Information provided
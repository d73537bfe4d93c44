//! Single sprite placement records
//!
//! A sprite places one tile unit on screen relative to the metasprite origin.
//! Its attribute byte follows the NES OAM layout: the two low bits select the
//! sprite palette, bit 6 mirrors horizontally and bit 7 flips vertically.

use bitflags::bitflags;
use std::fmt;

/// Encoded size of one sprite record in bytes
pub const SPRITE_BYTES: usize = 4;

bitflags! {
    /// Render-time attributes attached to a sprite
    #[derive(Clone, Copy, Debug, Default, PartialEq, Eq, Hash)]
    pub struct SpriteFlags: u8 {
        /// Sprite palette selector (bits 0-1)
        const PALETTE = 0b0000_0011;
        /// Mirror the tile horizontally
        const MIRROR = 0b0100_0000;
        /// Flip the tile vertically
        const FLIP = 0b1000_0000;
    }
}

impl SpriteFlags {
    /// Flags selecting palette `palette` (only the two low bits are used)
    pub const fn with_palette(palette: u8) -> Self {
        Self::from_bits_retain(palette & Self::PALETTE.bits())
    }

    /// Palette selected by these flags
    pub const fn palette(self) -> u8 {
        self.bits() & Self::PALETTE.bits()
    }
}

/// One placement of a tile unit
#[derive(Clone, Copy, Debug, Default, PartialEq, Eq, Hash)]
pub struct Sprite {
    /// Horizontal offset from the metasprite origin
    pub x: i8,
    /// Vertical offset from the metasprite origin (negative is up)
    pub y: i8,
    /// Index of the tile unit in the associated tile table
    pub tile: u8,
    /// Palette and transform attributes
    pub flags: SpriteFlags,
}

impl Sprite {
    /// Create a sprite
    pub const fn new(x: i8, y: i8, tile: u8, flags: SpriteFlags) -> Self {
        Self { x, y, tile, flags }
    }

    /// Encode as `[x, y, tile, flags]`
    pub const fn to_bytes(self) -> [u8; SPRITE_BYTES] {
        [
            self.x.cast_unsigned(),
            self.y.cast_unsigned(),
            self.tile,
            self.flags.bits(),
        ]
    }

    /// Decode from `[x, y, tile, flags]`
    pub const fn from_bytes(bytes: [u8; SPRITE_BYTES]) -> Self {
        let [x, y, tile, flags] = bytes;
        Self {
            x: x.cast_signed(),
            y: y.cast_signed(),
            tile,
            flags: SpriteFlags::from_bits_retain(flags),
        }
    }

    /// Tile index as a table position
    pub fn position(self) -> usize {
        usize::from(self.tile)
    }
}

/// Formats the four fields the way the text exporters emit them
impl fmt::Display for Sprite {
    fn fmt(&self, f: &mut fmt::Formatter<'_>) -> fmt::Result {
        write!(
            f,
            "{}, {}, 0x{:x}, {}",
            self.x,
            self.y,
            self.tile,
            self.flags.bits()
        )
    }
}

What is being asked
Set down verbatim only the lines between the start of the data above and the line with "selector (bits 0-1)", both boundaries included.

Problem solution
repository d73537bfe4d93c44
//! Single sprite placement records
//!
//! A sprite places one tile unit on screen relative to the metasprite origin.
//! Its attribute byte follows the NES OAM layout: the two low bits select the
//! sprite palette, bit 6 mirrors horizontally and bit 7 flips vertically.

use bitflags::bitflags;
use std::fmt;

/// Encoded size of one sprite record in bytes
pub const SPRITE_BYTES: usize = 4;

bitflags! {
    /// Render-time attributes attached to a sprite
    #[derive(Clone, Copy, Debug, Default, PartialEq, Eq, Hash)]
    pub struct SpriteFlags: u8 {
        /// Sprite palette selector (bits 0-1)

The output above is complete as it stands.